- _Requirement_:
From the entries, copy every line that carries the string "LengthMismatch".
___ Provided records
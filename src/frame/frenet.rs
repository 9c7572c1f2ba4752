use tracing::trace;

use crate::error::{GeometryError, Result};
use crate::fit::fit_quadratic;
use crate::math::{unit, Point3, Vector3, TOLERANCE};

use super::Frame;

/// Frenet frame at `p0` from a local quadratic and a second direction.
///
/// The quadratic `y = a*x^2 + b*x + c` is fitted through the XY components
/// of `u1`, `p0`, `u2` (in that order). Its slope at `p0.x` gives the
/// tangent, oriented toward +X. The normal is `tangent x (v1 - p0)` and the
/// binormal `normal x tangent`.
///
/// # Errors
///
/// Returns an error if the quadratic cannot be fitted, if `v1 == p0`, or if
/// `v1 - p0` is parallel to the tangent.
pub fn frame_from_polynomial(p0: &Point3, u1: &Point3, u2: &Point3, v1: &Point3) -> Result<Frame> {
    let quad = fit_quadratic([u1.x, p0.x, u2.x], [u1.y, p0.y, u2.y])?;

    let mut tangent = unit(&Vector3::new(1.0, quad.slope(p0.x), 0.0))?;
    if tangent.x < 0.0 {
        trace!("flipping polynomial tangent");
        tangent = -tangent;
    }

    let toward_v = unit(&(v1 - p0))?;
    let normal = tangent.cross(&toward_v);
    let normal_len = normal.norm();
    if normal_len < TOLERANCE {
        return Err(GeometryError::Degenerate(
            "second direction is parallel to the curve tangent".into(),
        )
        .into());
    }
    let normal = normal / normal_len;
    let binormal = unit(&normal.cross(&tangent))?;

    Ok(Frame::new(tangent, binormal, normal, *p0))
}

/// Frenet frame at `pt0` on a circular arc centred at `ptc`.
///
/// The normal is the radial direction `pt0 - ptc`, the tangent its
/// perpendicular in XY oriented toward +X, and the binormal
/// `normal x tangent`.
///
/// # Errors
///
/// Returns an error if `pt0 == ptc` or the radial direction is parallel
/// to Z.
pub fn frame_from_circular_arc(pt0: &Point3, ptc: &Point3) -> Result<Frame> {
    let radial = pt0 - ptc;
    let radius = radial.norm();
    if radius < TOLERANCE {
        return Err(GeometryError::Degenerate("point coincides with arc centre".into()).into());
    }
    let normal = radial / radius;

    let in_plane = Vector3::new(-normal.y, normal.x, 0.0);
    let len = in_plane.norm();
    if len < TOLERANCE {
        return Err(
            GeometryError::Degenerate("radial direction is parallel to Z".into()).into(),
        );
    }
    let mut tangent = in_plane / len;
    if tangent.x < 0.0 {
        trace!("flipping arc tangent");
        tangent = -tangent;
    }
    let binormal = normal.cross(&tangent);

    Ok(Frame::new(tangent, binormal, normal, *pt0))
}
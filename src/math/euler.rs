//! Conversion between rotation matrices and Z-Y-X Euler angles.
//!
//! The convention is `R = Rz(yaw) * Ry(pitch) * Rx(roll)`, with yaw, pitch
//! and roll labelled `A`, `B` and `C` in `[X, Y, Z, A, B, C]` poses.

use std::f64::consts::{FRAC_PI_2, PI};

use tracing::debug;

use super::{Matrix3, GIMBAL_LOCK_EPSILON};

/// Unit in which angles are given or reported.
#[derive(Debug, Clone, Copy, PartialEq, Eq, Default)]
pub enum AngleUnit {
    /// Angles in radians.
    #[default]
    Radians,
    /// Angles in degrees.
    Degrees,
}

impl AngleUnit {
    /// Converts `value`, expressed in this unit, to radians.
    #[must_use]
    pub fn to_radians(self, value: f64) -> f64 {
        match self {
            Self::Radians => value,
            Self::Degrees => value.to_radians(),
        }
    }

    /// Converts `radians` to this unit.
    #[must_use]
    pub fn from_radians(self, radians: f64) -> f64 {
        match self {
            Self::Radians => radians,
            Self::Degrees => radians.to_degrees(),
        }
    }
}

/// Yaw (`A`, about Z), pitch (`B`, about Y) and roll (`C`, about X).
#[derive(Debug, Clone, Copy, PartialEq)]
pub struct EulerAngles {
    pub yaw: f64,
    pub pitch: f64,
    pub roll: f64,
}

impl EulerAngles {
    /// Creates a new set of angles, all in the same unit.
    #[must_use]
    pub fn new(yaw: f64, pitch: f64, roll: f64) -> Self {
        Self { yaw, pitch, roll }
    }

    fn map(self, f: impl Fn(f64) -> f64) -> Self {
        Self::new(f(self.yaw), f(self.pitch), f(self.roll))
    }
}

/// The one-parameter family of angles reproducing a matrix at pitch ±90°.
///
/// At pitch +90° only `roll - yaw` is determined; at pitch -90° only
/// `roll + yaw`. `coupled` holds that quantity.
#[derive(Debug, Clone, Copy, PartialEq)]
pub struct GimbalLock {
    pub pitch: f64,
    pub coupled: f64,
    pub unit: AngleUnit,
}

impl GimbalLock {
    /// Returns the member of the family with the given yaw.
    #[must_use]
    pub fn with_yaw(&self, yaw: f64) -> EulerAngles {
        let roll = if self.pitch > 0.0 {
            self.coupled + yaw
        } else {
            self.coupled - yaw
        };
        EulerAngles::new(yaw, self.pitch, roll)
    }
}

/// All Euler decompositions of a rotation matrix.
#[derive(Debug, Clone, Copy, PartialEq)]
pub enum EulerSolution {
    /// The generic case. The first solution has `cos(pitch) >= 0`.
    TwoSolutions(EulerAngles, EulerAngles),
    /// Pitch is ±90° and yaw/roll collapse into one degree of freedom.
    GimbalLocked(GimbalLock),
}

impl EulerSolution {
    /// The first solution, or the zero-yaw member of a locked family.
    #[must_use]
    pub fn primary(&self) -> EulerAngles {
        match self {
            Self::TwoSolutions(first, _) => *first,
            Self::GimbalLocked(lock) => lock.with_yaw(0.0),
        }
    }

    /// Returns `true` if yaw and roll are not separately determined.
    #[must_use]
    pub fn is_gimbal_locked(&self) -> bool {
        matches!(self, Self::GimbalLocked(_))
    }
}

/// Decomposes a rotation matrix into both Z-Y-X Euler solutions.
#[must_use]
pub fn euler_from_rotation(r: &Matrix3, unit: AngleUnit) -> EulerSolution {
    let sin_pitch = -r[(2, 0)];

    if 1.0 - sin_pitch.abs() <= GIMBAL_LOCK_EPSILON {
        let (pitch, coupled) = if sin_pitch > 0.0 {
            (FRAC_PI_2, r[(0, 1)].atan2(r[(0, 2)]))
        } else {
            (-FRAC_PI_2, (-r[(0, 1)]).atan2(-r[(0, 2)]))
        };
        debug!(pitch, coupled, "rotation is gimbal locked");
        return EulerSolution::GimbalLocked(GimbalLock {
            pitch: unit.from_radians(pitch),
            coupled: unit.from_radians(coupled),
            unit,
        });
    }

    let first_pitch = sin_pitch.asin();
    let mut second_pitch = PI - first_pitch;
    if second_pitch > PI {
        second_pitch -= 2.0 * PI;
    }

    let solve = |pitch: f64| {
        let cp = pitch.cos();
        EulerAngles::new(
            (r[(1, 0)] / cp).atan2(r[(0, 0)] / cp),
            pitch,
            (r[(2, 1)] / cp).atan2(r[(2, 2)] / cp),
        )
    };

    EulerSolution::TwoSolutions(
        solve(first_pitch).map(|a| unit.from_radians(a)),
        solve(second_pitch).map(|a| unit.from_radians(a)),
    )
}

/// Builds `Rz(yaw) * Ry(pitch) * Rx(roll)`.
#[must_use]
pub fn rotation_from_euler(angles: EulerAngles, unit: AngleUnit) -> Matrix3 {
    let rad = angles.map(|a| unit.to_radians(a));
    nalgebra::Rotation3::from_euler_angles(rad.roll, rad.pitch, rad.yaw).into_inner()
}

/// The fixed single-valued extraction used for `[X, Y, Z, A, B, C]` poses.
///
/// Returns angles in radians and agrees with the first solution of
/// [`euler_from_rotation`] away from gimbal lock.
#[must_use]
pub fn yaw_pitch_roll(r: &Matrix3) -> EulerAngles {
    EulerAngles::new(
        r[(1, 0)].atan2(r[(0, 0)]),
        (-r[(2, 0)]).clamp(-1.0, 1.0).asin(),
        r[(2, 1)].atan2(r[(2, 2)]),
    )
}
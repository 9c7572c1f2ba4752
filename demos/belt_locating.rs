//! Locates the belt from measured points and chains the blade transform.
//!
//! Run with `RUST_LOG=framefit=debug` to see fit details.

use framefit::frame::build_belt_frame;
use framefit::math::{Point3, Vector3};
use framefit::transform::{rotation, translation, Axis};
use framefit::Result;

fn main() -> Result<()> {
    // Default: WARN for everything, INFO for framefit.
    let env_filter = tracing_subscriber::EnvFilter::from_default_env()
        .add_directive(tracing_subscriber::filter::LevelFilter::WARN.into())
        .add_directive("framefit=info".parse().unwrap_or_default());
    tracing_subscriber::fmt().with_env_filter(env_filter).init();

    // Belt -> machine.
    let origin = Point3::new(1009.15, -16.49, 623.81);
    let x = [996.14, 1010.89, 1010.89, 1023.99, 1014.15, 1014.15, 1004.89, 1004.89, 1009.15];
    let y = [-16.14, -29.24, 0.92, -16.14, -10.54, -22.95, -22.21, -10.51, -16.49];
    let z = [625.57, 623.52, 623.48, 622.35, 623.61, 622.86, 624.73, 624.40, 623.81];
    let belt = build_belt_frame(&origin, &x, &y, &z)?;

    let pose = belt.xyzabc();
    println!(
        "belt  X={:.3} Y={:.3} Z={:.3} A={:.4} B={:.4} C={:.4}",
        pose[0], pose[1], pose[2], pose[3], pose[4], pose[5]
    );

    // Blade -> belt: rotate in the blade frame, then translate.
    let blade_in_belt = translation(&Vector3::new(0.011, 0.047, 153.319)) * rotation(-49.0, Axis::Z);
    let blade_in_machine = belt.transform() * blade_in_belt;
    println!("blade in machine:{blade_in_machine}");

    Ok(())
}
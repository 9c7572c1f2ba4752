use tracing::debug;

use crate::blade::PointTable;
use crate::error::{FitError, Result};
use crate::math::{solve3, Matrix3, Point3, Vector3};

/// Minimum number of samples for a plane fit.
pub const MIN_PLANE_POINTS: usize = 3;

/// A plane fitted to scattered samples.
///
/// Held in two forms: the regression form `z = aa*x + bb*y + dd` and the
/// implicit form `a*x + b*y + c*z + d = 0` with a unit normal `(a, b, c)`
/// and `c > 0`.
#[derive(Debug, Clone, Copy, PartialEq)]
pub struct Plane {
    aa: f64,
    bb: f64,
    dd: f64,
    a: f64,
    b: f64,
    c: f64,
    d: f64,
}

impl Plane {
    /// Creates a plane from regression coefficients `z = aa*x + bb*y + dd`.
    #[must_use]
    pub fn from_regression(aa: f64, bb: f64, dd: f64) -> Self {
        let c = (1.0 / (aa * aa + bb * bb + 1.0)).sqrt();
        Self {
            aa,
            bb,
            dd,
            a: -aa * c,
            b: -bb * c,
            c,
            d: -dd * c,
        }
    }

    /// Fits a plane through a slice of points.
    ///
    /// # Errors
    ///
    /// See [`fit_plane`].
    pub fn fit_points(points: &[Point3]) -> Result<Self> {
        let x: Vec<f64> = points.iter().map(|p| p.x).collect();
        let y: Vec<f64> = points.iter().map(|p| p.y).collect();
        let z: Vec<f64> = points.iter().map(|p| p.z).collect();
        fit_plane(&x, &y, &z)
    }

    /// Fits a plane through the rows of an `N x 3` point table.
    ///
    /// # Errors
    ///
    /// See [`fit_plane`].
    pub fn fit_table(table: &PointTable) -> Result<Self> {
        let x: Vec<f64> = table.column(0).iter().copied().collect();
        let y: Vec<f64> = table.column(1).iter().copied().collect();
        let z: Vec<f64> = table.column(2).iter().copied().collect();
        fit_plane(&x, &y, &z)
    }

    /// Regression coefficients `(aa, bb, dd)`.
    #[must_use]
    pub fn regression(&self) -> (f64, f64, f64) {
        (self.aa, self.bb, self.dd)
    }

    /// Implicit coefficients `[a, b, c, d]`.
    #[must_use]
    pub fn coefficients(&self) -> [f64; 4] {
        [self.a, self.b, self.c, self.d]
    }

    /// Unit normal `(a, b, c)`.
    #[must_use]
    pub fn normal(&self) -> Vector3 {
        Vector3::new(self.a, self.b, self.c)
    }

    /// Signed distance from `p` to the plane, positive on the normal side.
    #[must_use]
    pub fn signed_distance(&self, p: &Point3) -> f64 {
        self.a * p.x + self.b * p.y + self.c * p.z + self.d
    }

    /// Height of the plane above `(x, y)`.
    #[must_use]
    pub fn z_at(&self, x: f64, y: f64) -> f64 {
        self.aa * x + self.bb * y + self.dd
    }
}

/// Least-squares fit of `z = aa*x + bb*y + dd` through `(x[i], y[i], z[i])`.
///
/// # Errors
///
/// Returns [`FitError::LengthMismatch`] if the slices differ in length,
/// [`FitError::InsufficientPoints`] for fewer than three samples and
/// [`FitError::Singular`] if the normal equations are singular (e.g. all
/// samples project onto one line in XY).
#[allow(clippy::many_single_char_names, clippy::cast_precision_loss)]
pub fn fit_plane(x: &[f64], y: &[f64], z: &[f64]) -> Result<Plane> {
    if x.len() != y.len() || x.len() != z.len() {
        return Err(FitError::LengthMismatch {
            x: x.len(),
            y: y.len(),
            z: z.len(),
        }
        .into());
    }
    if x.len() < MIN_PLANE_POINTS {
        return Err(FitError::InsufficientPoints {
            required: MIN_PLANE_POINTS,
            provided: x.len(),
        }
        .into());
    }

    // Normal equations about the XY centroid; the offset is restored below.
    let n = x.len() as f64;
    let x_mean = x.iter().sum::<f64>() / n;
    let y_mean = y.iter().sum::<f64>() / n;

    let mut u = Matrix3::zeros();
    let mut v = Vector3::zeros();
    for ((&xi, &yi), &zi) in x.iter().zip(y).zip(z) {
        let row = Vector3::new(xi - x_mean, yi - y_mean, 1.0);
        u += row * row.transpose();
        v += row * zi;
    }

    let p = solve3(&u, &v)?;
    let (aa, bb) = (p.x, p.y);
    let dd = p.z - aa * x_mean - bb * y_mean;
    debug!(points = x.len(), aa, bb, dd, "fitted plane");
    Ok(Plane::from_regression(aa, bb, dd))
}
______
- _Written response_:
/// Returns [`FitError::LengthMismatch`] if the slices differ in length,
        return Err(FitError::LengthMismatch {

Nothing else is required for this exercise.